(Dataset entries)
•••

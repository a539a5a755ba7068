//! Error types for chart resolution

use pkgdriver_core::CoreError;
use thiserror::Error;

/// Chart resolution errors
#[derive(Debug, Error)]
pub enum RepoError {
    // ============ Reference Errors ============
    #[error("Invalid chart URL: {url} - {reason}")]
    InvalidChartUrl { url: String, reason: String },

    #[error("Invalid OCI reference: {reference}")]
    InvalidOciReference { reference: String },

    // ============ Network Errors ============
    #[error("HTTP error: {status} - {message}")]
    HttpError { status: u16, message: String },

    #[error("Network error: {message}")]
    NetworkError { message: String },

    #[error("Request timeout after {seconds}s")]
    Timeout { seconds: u64 },

    // ============ Authentication Errors ============
    #[error("Authentication required for {url}")]
    AuthRequired { url: String },

    #[error("Authentication failed: {message}")]
    AuthFailed { message: String },

    #[error("Invalid credentials file {path}: {message}")]
    CredentialsFile { path: String, message: String },

    // ============ OCI Errors ============
    #[error("OCI registry error: {message}")]
    OciError { message: String },

    #[error("OCI manifest not found: {reference}")]
    OciManifestNotFound { reference: String },

    // ============ Chart Errors ============
    #[error("Integrity check failed for {name}: expected {expected}, got {actual}")]
    IntegrityCheckFailed {
        name: String,
        expected: String,
        actual: String,
    },

    #[error("Failed to load chart: {0}")]
    Chart(#[from] CoreError),

    // ============ IO Errors ============
    #[error("IO error: {0}")]
    Io(#[from] std::io::Error),

    #[error("Serialization error: {0}")]
    Serialization(String),
}

/// Result type for repository operations
pub type Result<T> = std::result::Result<T, RepoError>;

/// Request timeout applied to chart downloads
pub const REQUEST_TIMEOUT_SECS: u64 = 60;

impl From<reqwest::Error> for RepoError {
    fn from(e: reqwest::Error) -> Self {
        if e.is_timeout() {
            RepoError::Timeout {
                seconds: REQUEST_TIMEOUT_SECS,
            }
        } else if e.is_connect() {
            RepoError::NetworkError {
                message: format!("Connection failed: {}", e),
            }
        } else if let Some(status) = e.status() {
            RepoError::HttpError {
                status: status.as_u16(),
                message: e.to_string(),
            }
        } else {
            RepoError::NetworkError {
                message: e.to_string(),
            }
        }
    }
}

impl From<serde_json::Error> for RepoError {
    fn from(e: serde_json::Error) -> Self {
        RepoError::Serialization(e.to_string())
    }
}

impl From<url::ParseError> for RepoError {
    fn from(e: url::ParseError) -> Self {
        RepoError::InvalidChartUrl {
            url: String::new(),
            reason: e.to_string(),
        }
    }
}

•••

Nothing in the data may change. Give it again in full.

== Expected answer ==
repository a539a5a755ba7068
//! Error types for chart resolution

use pkgdriver_core::CoreError;
use thiserror::Error;

/// Chart resolution errors
#[derive(Debug, Error)]
pub enum RepoError {
    // ============ Reference Errors ============
    #[error("Invalid chart URL: {url} - {reason}")]
    InvalidChartUrl { url: String, reason: String },

    #[error("Invalid OCI reference: {reference}")]
    InvalidOciReference { reference: String },

    // ============ Network Errors ============
    #[error("HTTP error: {status} - {message}")]
    HttpError { status: u16, message: String },

    #[error("Network error: {message}")]
    NetworkError { message: String },

    #[error("Request timeout after {seconds}s")]
    Timeout { seconds: u64 },

    // ============ Authentication Errors ============
    #[error("Authentication required for {url}")]
    AuthRequired { url: String },

    #[error("Authentication failed: {message}")]
    AuthFailed { message: String },

    #[error("Invalid credentials file {path}: {message}")]
    CredentialsFile { path: String, message: String },

    // ============ OCI Errors ============
    #[error("OCI registry error: {message}")]
    OciError { message: String },

    #[error("OCI manifest not found: {reference}")]
    OciManifestNotFound { reference: String },

    // ============ Chart Errors ============
    #[error("Integrity check failed for {name}: expected {expected}, got {actual}")]
    IntegrityCheckFailed {
        name: String,
        expected: String,
        actual: String,
    },

    #[error("Failed to load chart: {0}")]
    Chart(#[from] CoreError),

    // ============ IO Errors ============
    #[error("IO error: {0}")]
    Io(#[from] std::io::Error),

    #[error("Serialization error: {0}")]
    Serialization(String),
}

/// Result type for repository operations
pub type Result<T> = std::result::Result<T, RepoError>;

/// Request timeout applied to chart downloads
pub const REQUEST_TIMEOUT_SECS: u64 = 60;

impl From<reqwest::Error> for RepoError {
    fn from(e: reqwest::Error) -> Self {
        if e.is_timeout() {
            RepoError::Timeout {
                seconds: REQUEST_TIMEOUT_SECS,
            }
        } else if e.is_connect() {
            RepoError::NetworkError {
                message: format!("Connection failed: {}", e),
            }
        } else if let Some(status) = e.status() {
            RepoError::HttpError {
                status: status.as_u16(),
                message: e.to_string(),
            }
        } else {
            RepoError::NetworkError {
                message: e.to_string(),
            }
        }
    }
}

impl From<serde_json::Error> for RepoError {
    fn from(e: serde_json::Error) -> Self {
        RepoError::Serialization(e.to_string())
    }
}

impl From<url::ParseError> for RepoError {
    fn from(e: url::ParseError) -> Self {
        RepoError::InvalidChartUrl {
            url: String::new(),
            reason: e.to_string(),
        }
    }
}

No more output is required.